From the start, I’d try to see my readers as potential friends, not critics.

I’d find an accountant immediately. Yes, they cost, but you can claim them on tax. Plus they add a certain legitimacy to your return, and they think of expenses that would challenge any fantasy writer’s imagination. Mine (thanks heaps, Robyn; never retire) even got me a few dollars back on “Deterioration of Office Fittings”, as in shampooing the rugs in my office after the cat puked on them.

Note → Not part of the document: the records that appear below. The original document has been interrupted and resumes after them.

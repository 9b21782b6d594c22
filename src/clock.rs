//! Wall-clock source for lease timestamps.

use chrono::Utc;
use std::sync::atomic::{AtomicI64, Ordering};

/// Epoch-millisecond clock. Lease records are compared across processes,
/// so this must be wall time rather than a monotonic instant.
pub trait Clock: Send + Sync {
    fn now_ms(&self) -> i64;
}

/// The real system clock.
#[derive(Debug, Default, Clone, Copy)]
pub struct SystemClock;

impl Clock for SystemClock {
    fn now_ms(&self) -> i64 {
        Utc::now().timestamp_millis()
    }
}

/// A clock that only moves when told to.
#[derive(Debug, Default)]
pub struct ManualClock {
    now: AtomicI64,
}

impl ManualClock {
    pub fn new(start_ms: i64) -> Self {
        Self {
            now: AtomicI64::new(start_ms),
        }
    }

    pub fn advance_ms(&self, delta: i64) {
        self.now.fetch_add(delta, Ordering::SeqCst);
    }

    pub fn set_ms(&self, now: i64) {
        self.now.store(now, Ordering::SeqCst);
    }
}

impl Clock for ManualClock {
    fn now_ms(&self) -> i64 {
        self.now.load(Ordering::SeqCst)
    }
}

If I were starting out again, I’d try to stay reasonably technologically savvy, to accept that your writing life needs to change when resources and tools change. Specifically, I’d hope to respond more quickly to the arrival of something like online publishing, e-books, e-zines, etc. I ignored them for years, kept telling myself they were a fad, something ephemeral and distracting. Yes, just like a 14th century literary hack sticking to vellum manuscripts, and knowing this printed book nonsense wouldn’t last. My denial – my continued denial; I still struggle to accept that anything other than hard copy is “real” publishing – has cost me so many contacts and contracts.

I’d try also to prepare myself for shifts in my abilities. Over the past half-dozen years, I’ve shrunk as a short story writer. I no longer have the imaginative spark or the energy to find the dramatic switch, the revelation, the power within a small space that makes a good short story. Conversely, my ability to assemble, to build, seems to have edged up a degree. Essays and novels attract me more and more. If I were restarting, I’d resolve to feel pleased with what I can still do, not despondent at what I can’t. It would no doubt go the way of my other resolutions.

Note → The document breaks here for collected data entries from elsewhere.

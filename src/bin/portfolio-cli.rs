use axum::http::Uri;
use clap::{Parser, Subcommand};
use reqwest::header::{HeaderMap, HeaderValue, AUTHORIZATION};
use serde_json::Value;

use portfolio_edge::config::loader::apply_env;
use portfolio_edge::routing::classifier::{HostClass, HostClassifier};
use portfolio_edge::routing::rewriter::rewrite_uri;
use portfolio_edge::PortfolioConfig;

#[derive(Parser)]
#[command(name = "portfolio-cli")]
#[command(about = "Inspect host routing and public profiles", long_about = None)]
struct Cli {
    /// Base domain. Defaults to PORTFOLIO_DOMAIN or the host of SITE_URL.
    #[arg(short, long)]
    domain: Option<String>,

    /// Accept *.localhost tenants.
    #[arg(long)]
    local: bool,

    #[command(subcommand)]
    command: Commands,
}

#[derive(Subcommand)]
enum Commands {
    /// Classify a Host header value
    Classify { host: String },
    /// Show the path a request is routed to
    Rewrite { host: String, path: String },
    /// Fetch a public profile from a running server
    Profile {
        username: String,
        #[arg(short, long, default_value = "http://localhost:3000")]
        url: String,
        /// Session token, to see an owner preview
        #[arg(short, long)]
        token: Option<String>,
    },
}

#[tokio::main]
async fn main() -> Result<(), Box<dyn std::error::Error>> {
    let cli = Cli::parse();

    match &cli.command {
        Commands::Classify { host } => {
            let classifier = build_classifier(&cli)?;
            match classifier.classify(host) {
                HostClass::MainDomain => println!("main"),
                HostClass::TenantDomain { username } => println!("tenant {username}"),
            }
        }
        Commands::Rewrite { host, path } => {
            let classifier = build_classifier(&cli)?;
            let uri: Uri = path.parse()?;
            let routed = match classifier.classify(host) {
                HostClass::TenantDomain { username } => rewrite_uri(&uri, &username).unwrap_or(uri),
                HostClass::MainDomain => uri,
            };
            println!("{routed}");
        }
        Commands::Profile { username, url, token } => {
            let mut headers = HeaderMap::new();
            if let Some(token) = token {
                headers.insert(
                    AUTHORIZATION,
                    HeaderValue::from_str(&format!("Bearer {token}"))?,
                );
            }
            let res = reqwest::Client::new()
                .get(format!("{}/{}", url.trim_end_matches('/'), username))
                .headers(headers)
                .send()
                .await?;
            print_response(res).await?;
        }
    }

    Ok(())
}

fn build_classifier(cli: &Cli) -> Result<HostClassifier, Box<dyn std::error::Error>> {
    let mut config = PortfolioConfig::default();
    apply_env(&mut config, |name| std::env::var(name).ok());
    if let Some(domain) = &cli.domain {
        config.domain.base_domain = Some(domain.clone());
    }
    if cli.local {
        config.domain.local_development = true;
    }
    Ok(HostClassifier::from_config(&config.domain)?)
}

async fn print_response(res: reqwest::Response) -> Result<(), Box<dyn std::error::Error>> {
    let status = res.status();
    if !status.is_success() {
        eprintln!("Error: server returned status {}", status);
        if let Ok(text) = res.text().await {
            eprintln!("Response: {}", text);
        }
        return Ok(());
    }

    let json: Value = res.json().await?;
    println!("{}", serde_json::to_string_pretty(&json)?);
    Ok(())
}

David Hill and his first writing prize (Photo: Robert Cross / Design: Tina Tiller)

Let’s finish with four questions:

1. Would I have an agent?

I never have, partly from laziness and meanness, partly because they weren’t common in the early 1980s when I went full-time, and partly (I can’t phrase this without sounding vainglorious) because I’ve been around long enough in our little country for my name to ring the odd bell. A distant, cracked bell. But if I were starting now, I certainly would. Many publishers these days won’t consider submissions unless they come via an agent. And, of course, a skilled agent knows the where/when/who to save you so much hassle. They can also soften the jolt of rejection … a bit.

2. Would I enrol in a writing course?

Like agents, they weren’t around much in the Jurassic. There were writers’ groups all over the country. There were journalism schools. But organised instruction, direction, encouragement for fiction, poetry, drama, creative non-fiction? Pretty much zilch. If I were starting now, I’d certainly look hard at the collegiality, informed critiques, professional presentation, funding sources and multiple other facets that such courses can provide, along with their environment that makes you write.  

3. Would I self-publish?

It’s an option that has flourished, become a legitimate alternative, lost the stigma attached to it when I started off. “Vanity publishing”, we arrogantly called it then. But I probably wouldn’t do it. I’m too ignorant of what’s involved; I treasure the skills of the editors and publishers who work on and always improve my stuff. And … well, I took up this job to be an author, not an entrepreneur.

4. Would I do it all over again?

See final words of paragraph two above. How many other jobs are there where you have to shave only twice a week, where a 10-year-old consumer writes to you saying “After I read your book, I felt all kind and good”, where you get up from the keyboard after an hour and know you’ve made something that never existed in the world before? 

I hope to be feeling exactly the same when I’ve been in the said job for 55 years. All I need is for medical science to keep taking giant strides.